Diffuse varices in the sigmoid colon developed due to massive thrombosis in the PSS. The endoscopic findings can be used to stratify the risk of bleeding in gastrointestinal varices. The red color sign is useful for predicting the first onset of bleeding from esophageal and rectal varices (22,23). In our patient, the sigmoid colon varices did not show a red color sign, and the patient did not develop variceal bleeding. However, alterations in hemodynamics due to thrombosis may result in a deterioration of the varices. Evaluation by CT and endoscopy is needed in the follow-up period. If varices in the sigmoid colon showed signs of high-risk bleeding (either enlargement or the red color sign), then we consider prophylactic endoscopic intervention, such as endoscopic injection sclerosis (EIS) or endoscopic variceal ligation (EVL). There have been reports that both EIS and EVL are effective for the treatment of varices of the rectum (24).

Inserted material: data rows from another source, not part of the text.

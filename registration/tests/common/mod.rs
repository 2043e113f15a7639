//! Shared wiring for the registration integration tests.
//!
//! Every service runs against the in-memory store, the scripted gateway and
//! the recording dispatcher, with a manual clock so reservation windows can be
//! crossed without waiting.

#![allow(clippy::unwrap_used, dead_code)]

use racepay_core::store::RegistrationStore;
use racepay_core::types::{Gender, InventoryKey, PaymentMethod, Size};
use racepay_registration::config::{NotifierConfig, RegistrationConfig};
use racepay_registration::gateway::GatewayAdapter;
use racepay_registration::orchestrator::{RegistrationRequest, RunnerInput};
use racepay_registration::{Notifier, NotifierWorker, Orchestrator, Sweeper};
use racepay_runtime::RetryPolicy;
use racepay_testing::fixtures::registrant;
use racepay_testing::mocks::epoch;
use racepay_testing::{
    InMemoryRegistrationStore, ManualClock, RecordingDispatcher, ScriptedTransport,
    SequentialReferences, Step,
};
use std::sync::Arc;
use std::time::Duration;

pub fn registration_config() -> RegistrationConfig {
    RegistrationConfig {
        reservation_window_hours: 72,
        slot_price_cents: 2_500,
        currency: "USD".to_string(),
        max_runners_per_group: 20,
    }
}

/// Notifier settings at their defaults, minus the pauses.
pub fn notifier_config() -> NotifierConfig {
    NotifierConfig {
        max_retries: 3,
        base_delay_ms: 0,
        resend_attempts: 2,
        queue_capacity: 16,
        webhook_url: None,
    }
}

/// Backoff without pauses so retries run at full speed.
pub fn instant_policy(attempts: u32) -> RetryPolicy {
    RetryPolicy::builder()
        .max_attempts(attempts)
        .initial_delay(Duration::ZERO)
        .max_delay(Duration::ZERO)
        .build()
}

pub struct World {
    pub store: InMemoryRegistrationStore,
    pub transport: Arc<ScriptedTransport>,
    pub dispatcher: Arc<RecordingDispatcher>,
    pub clock: ManualClock,
    pub orchestrator: Arc<Orchestrator>,
    pub notifier: Notifier,
    pub worker: Option<NotifierWorker>,
    pub sweeper: Sweeper,
}

impl World {
    pub async fn new(steps: Vec<Step>, stock: &[(InventoryKey, u32)]) -> Self {
        Self::with_dispatcher(steps, stock, RecordingDispatcher::new()).await
    }

    pub async fn with_dispatcher(
        steps: Vec<Step>,
        stock: &[(InventoryKey, u32)],
        dispatcher: RecordingDispatcher,
    ) -> Self {
        let store = InMemoryRegistrationStore::new();
        for (key, units) in stock {
            store.configure_stock(*key, *units).await.unwrap();
        }
        let shared: Arc<dyn RegistrationStore> = Arc::new(store.clone());

        let transport = Arc::new(ScriptedTransport::new(steps));
        let dispatcher = Arc::new(dispatcher);
        let clock = ManualClock::new(epoch());

        let notifier_config = notifier_config();
        let (notifier, worker) = Notifier::new(
            Arc::clone(&shared),
            dispatcher.clone(),
            notifier_config.queue_capacity,
            notifier_config.delivery_policy(),
            notifier_config.resend_policy(),
        );

        let orchestrator = Orchestrator::new(
            Arc::clone(&shared),
            GatewayAdapter::new(transport.clone(), Duration::from_secs(15)),
            notifier.clone(),
            instant_policy(3),
            registration_config(),
        )
        .with_clock(Arc::new(clock.clone()))
        .with_references(Arc::new(SequentialReferences::new("RP")));

        let sweeper = Sweeper::new(shared, 100).with_clock(Arc::new(clock.clone()));

        Self {
            store,
            transport,
            dispatcher,
            clock,
            orchestrator: Arc::new(orchestrator),
            notifier,
            worker: Some(worker),
            sweeper,
        }
    }
}

pub fn medium_female() -> InventoryKey {
    InventoryKey::new(Size::M, Gender::Female)
}

pub fn large_male() -> InventoryKey {
    InventoryKey::new(Size::L, Gender::Male)
}

pub fn runner_input(identification: &str, key: InventoryKey) -> RunnerInput {
    RunnerInput {
        full_name: format!("Runner {identification}"),
        identification: identification.to_string(),
        size: key.size.to_string(),
        gender: key.gender.to_string(),
        birth_date: None,
        email: None,
    }
}

pub fn request(runners: Vec<RunnerInput>, payment_method: PaymentMethod) -> RegistrationRequest {
    RegistrationRequest {
        idempotency_key: None,
        registrant: registrant(),
        runners,
        payment_method,
    }
}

Although it is unknown which procedure is preferable, we prefer to perform EIS using either the ethanolamine oleate method or n-butyl-2-cyanoacrylate method, as there might be a risk of wide-ranging mucosal defects on the varices in the event of insufficient variceal ligation.

In summary, we herein described a case of massive NCPSS thrombosis, which was thought to be a congenital anomaly. Our case suggests that follow-up is needed in NCPSS patients for the early detection of complications, such as the development of PVT or ectopic varices. Furthermore, the hemodynamics can be complicated and vary widely among NCPSS patients. The treatment for an NCPSS, especially invasive interventions, should be carefully considered on a case-by-case basis for each patient.

The authors state that they have no Conflict of Interest (COI).